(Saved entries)

== == ==

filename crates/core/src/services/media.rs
//! Image validation for post attachments.

use std::io::Cursor;

use serde::{Deserialize, Serialize};
use yatube_common::{AppError, AppResult};

/// Supported image formats.
#[derive(Debug, Clone, Copy, PartialEq, Eq, Serialize, Deserialize)]
#[serde(rename_all = "lowercase")]
pub enum ImageFormat {
    /// JPEG format
    Jpeg,
    /// PNG format
    Png,
    /// WebP format
    WebP,
    /// GIF format
    Gif,
}

impl ImageFormat {
    /// Get MIME type for this format.
    #[must_use]
    pub const fn mime_type(&self) -> &'static str {
        match self {
            Self::Jpeg => "image/jpeg",
            Self::Png => "image/png",
            Self::WebP => "image/webp",
            Self::Gif => "image/gif",
        }
    }

    /// Get file extension for this format.
    #[must_use]
    pub const fn extension(&self) -> &'static str {
        match self {
            Self::Jpeg => "jpg",
            Self::Png => "png",
            Self::WebP => "webp",
            Self::Gif => "gif",
        }
    }

    const fn from_image(format: image::ImageFormat) -> Option<Self> {
        match format {
            image::ImageFormat::Jpeg => Some(Self::Jpeg),
            image::ImageFormat::Png => Some(Self::Png),
            image::ImageFormat::WebP => Some(Self::WebP),
            image::ImageFormat::Gif => Some(Self::Gif),
            _ => None,
        }
    }
}

/// What an uploaded image turned out to be.
#[derive(Debug, Clone, Copy, PartialEq, Eq, Serialize)]
pub struct ImageInfo {
    pub format: ImageFormat,
    pub width: u32,
    pub height: u32,
}

/// Validates uploaded images.
#[derive(Debug, Clone)]
pub struct MediaService {
    max_upload_bytes: usize,
}

impl MediaService {
    /// Create a new media service.
    #[must_use]
    pub const fn new(max_upload_bytes: usize) -> Self {
        Self { max_upload_bytes }
    }

    /// Check that `data` fully decodes as an image in a supported format.
    pub fn inspect_image(&self, data: &[u8]) -> AppResult<ImageInfo> {
        if data.is_empty() {
            return Err(AppError::Validation("The submitted file is empty.".to_string()));
        }
        if data.len() > self.max_upload_bytes {
            return Err(AppError::Validation(format!(
                "The image is larger than {} bytes.",
                self.max_upload_bytes
            )));
        }

        let invalid = || {
            AppError::Validation(
                "Upload a valid image. The file you uploaded was either not an image or a corrupted image."
                    .to_string(),
            )
        };

        let format = image::guess_format(data)
            .ok()
            .and_then(ImageFormat::from_image)
            .ok_or_else(invalid)?;

        // Decode every pixel, a readable header alone is not enough
        let decoded = image::ImageReader::new(Cursor::new(data))
            .with_guessed_format()
            .map_err(|_| invalid())?
            .decode()
            .map_err(|_| invalid())?;
        let (width, height) = (decoded.width(), decoded.height());

        if width == 0 || height == 0 {
            return Err(invalid());
        }

        Ok(ImageInfo {
            format,
            width,
            height,
        })
    }
}

#[cfg(test)]
#[allow(clippy::unwrap_used)]
mod tests {
    use super::*;

    /// A 2x1 GIF.
    const SMALL_GIF: &[u8] = b"\x47\x49\x46\x38\x39\x61\x02\x00\
        \x01\x00\x80\x00\x00\x00\x00\x00\
        \xFF\xFF\xFF\x21\xF9\x04\x00\x00\
        \x00\x00\x00\x2C\x00\x00\x00\x00\
        \x02\x00\x01\x00\x00\x02\x02\x0C\
        \x0A\x00\x3B";

    #[test]
    fn test_inspect_small_gif() {
        let info = MediaService::new(1024).inspect_image(SMALL_GIF).unwrap();
        assert_eq!(info.format, ImageFormat::Gif);
        assert_eq!((info.width, info.height), (2, 1));
        assert_eq!(info.format.extension(), "gif");
        assert_eq!(info.format.mime_type(), "image/gif");
    }

    #[test]
    fn test_rejects_non_image() {
        let result = MediaService::new(1024).inspect_image(b"definitely not an image");
        assert!(matches!(result, Err(AppError::Validation(_))));
    }

    #[test]
    fn test_rejects_truncated_header() {
        let result = MediaService::new(1024).inspect_image(&SMALL_GIF[..8]);
        assert!(result.is_err());
    }

    #[test]
    fn test_rejects_missing_pixel_data() {
        // Header and frame descriptor intact, image data cut off
        let corrupt = &SMALL_GIF[..SMALL_GIF.len() - 4];
        let result = MediaService::new(1024).inspect_image(corrupt);
        assert!(matches!(result, Err(AppError::Validation(_))));
    }

    #[test]
    fn test_rejects_empty_and_oversized() {
        let service = MediaService::new(16);
        assert!(service.inspect_image(&[]).is_err());
        assert!(service.inspect_image(SMALL_GIF).is_err());
    }
}
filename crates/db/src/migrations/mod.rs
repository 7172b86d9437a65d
//! Database migrations.
//!
//! Schema migrations for the database.

#![allow(missing_docs)]

use sea_orm_migration::prelude::*;

mod m20250101_000001_create_user_table;
mod m20250101_000002_create_group_table;
mod m20250101_000003_create_post_table;
mod m20250101_000004_create_comment_table;
mod m20250101_000005_create_follow_table;

pub struct Migrator;

#[async_trait::async_trait]
impl MigratorTrait for Migrator {
    fn migrations() -> Vec<Box<dyn MigrationTrait>> {
        vec![
            Box::new(m20250101_000001_create_user_table::Migration),
            Box::new(m20250101_000002_create_group_table::Migration),
            Box::new(m20250101_000003_create_post_table::Migration),
            Box::new(m20250101_000004_create_comment_table::Migration),
            Box::new(m20250101_000005_create_follow_table::Migration),
        ]
    }
}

== == ==

WHAT THE TASK REQUIRES: Every entry above must be returned word for word.

ANSWER SPACE:
filename crates/core/src/services/media.rs
//! Image validation for post attachments.

use std::io::Cursor;

use serde::{Deserialize, Serialize};
use yatube_common::{AppError, AppResult};

/// Supported image formats.
#[derive(Debug, Clone, Copy, PartialEq, Eq, Serialize, Deserialize)]
#[serde(rename_all = "lowercase")]
pub enum ImageFormat {
    /// JPEG format
    Jpeg,
    /// PNG format
    Png,
    /// WebP format
    WebP,
    /// GIF format
    Gif,
}

impl ImageFormat {
    /// Get MIME type for this format.
    #[must_use]
    pub const fn mime_type(&self) -> &'static str {
        match self {
            Self::Jpeg => "image/jpeg",
            Self::Png => "image/png",
            Self::WebP => "image/webp",
            Self::Gif => "image/gif",
        }
    }

    /// Get file extension for this format.
    #[must_use]
    pub const fn extension(&self) -> &'static str {
        match self {
            Self::Jpeg => "jpg",
            Self::Png => "png",
            Self::WebP => "webp",
            Self::Gif => "gif",
        }
    }

    const fn from_image(format: image::ImageFormat) -> Option<Self> {
        match format {
            image::ImageFormat::Jpeg => Some(Self::Jpeg),
            image::ImageFormat::Png => Some(Self::Png),
            image::ImageFormat::WebP => Some(Self::WebP),
            image::ImageFormat::Gif => Some(Self::Gif),
            _ => None,
        }
    }
}

/// What an uploaded image turned out to be.
#[derive(Debug, Clone, Copy, PartialEq, Eq, Serialize)]
pub struct ImageInfo {
    pub format: ImageFormat,
    pub width: u32,
    pub height: u32,
}

/// Validates uploaded images.
#[derive(Debug, Clone)]
pub struct MediaService {
    max_upload_bytes: usize,
}

impl MediaService {
    /// Create a new media service.
    #[must_use]
    pub const fn new(max_upload_bytes: usize) -> Self {
        Self { max_upload_bytes }
    }

    /// Check that `data` fully decodes as an image in a supported format.
    pub fn inspect_image(&self, data: &[u8]) -> AppResult<ImageInfo> {
        if data.is_empty() {
            return Err(AppError::Validation("The submitted file is empty.".to_string()));
        }
        if data.len() > self.max_upload_bytes {
            return Err(AppError::Validation(format!(
                "The image is larger than {} bytes.",
                self.max_upload_bytes
            )));
        }

        let invalid = || {
            AppError::Validation(
                "Upload a valid image. The file you uploaded was either not an image or a corrupted image."
                    .to_string(),
            )
        };

        let format = image::guess_format(data)
            .ok()
            .and_then(ImageFormat::from_image)
            .ok_or_else(invalid)?;

        // Decode every pixel, a readable header alone is not enough
        let decoded = image::ImageReader::new(Cursor::new(data))
            .with_guessed_format()
            .map_err(|_| invalid())?
            .decode()
            .map_err(|_| invalid())?;
        let (width, height) = (decoded.width(), decoded.height());

        if width == 0 || height == 0 {
            return Err(invalid());
        }

        Ok(ImageInfo {
            format,
            width,
            height,
        })
    }
}

#[cfg(test)]
#[allow(clippy::unwrap_used)]
mod tests {
    use super::*;

    /// A 2x1 GIF.
    const SMALL_GIF: &[u8] = b"\x47\x49\x46\x38\x39\x61\x02\x00\
        \x01\x00\x80\x00\x00\x00\x00\x00\
        \xFF\xFF\xFF\x21\xF9\x04\x00\x00\
        \x00\x00\x00\x2C\x00\x00\x00\x00\
        \x02\x00\x01\x00\x00\x02\x02\x0C\
        \x0A\x00\x3B";

    #[test]
    fn test_inspect_small_gif() {
        let info = MediaService::new(1024).inspect_image(SMALL_GIF).unwrap();
        assert_eq!(info.format, ImageFormat::Gif);
        assert_eq!((info.width, info.height), (2, 1));
        assert_eq!(info.format.extension(), "gif");
        assert_eq!(info.format.mime_type(), "image/gif");
    }

    #[test]
    fn test_rejects_non_image() {
        let result = MediaService::new(1024).inspect_image(b"definitely not an image");
        assert!(matches!(result, Err(AppError::Validation(_))));
    }

    #[test]
    fn test_rejects_truncated_header() {
        let result = MediaService::new(1024).inspect_image(&SMALL_GIF[..8]);
        assert!(result.is_err());
    }

    #[test]
    fn test_rejects_missing_pixel_data() {
        // Header and frame descriptor intact, image data cut off
        let corrupt = &SMALL_GIF[..SMALL_GIF.len() - 4];
        let result = MediaService::new(1024).inspect_image(corrupt);
        assert!(matches!(result, Err(AppError::Validation(_))));
    }

    #[test]
    fn test_rejects_empty_and_oversized() {
        let service = MediaService::new(16);
        assert!(service.inspect_image(&[]).is_err());
        assert!(service.inspect_image(SMALL_GIF).is_err());
    }
}
filename crates/db/src/migrations/mod.rs
repository 7172b86d9437a65d
//! Database migrations.
//!
//! Schema migrations for the database.

#![allow(missing_docs)]

use sea_orm_migration::prelude::*;

mod m20250101_000001_create_user_table;
mod m20250101_000002_create_group_table;
mod m20250101_000003_create_post_table;
mod m20250101_000004_create_comment_table;
mod m20250101_000005_create_follow_table;

pub struct Migrator;

#[async_trait::async_trait]
impl MigratorTrait for Migrator {
    fn migrations() -> Vec<Box<dyn MigrationTrait>> {
        vec![
            Box::new(m20250101_000001_create_user_table::Migration),
            Box::new(m20250101_000002_create_group_table::Migration),
            Box::new(m20250101_000003_create_post_table::Migration),
            Box::new(m20250101_000004_create_comment_table::Migration),
            Box::new(m20250101_000005_create_follow_table::Migration),
        ]
    }
}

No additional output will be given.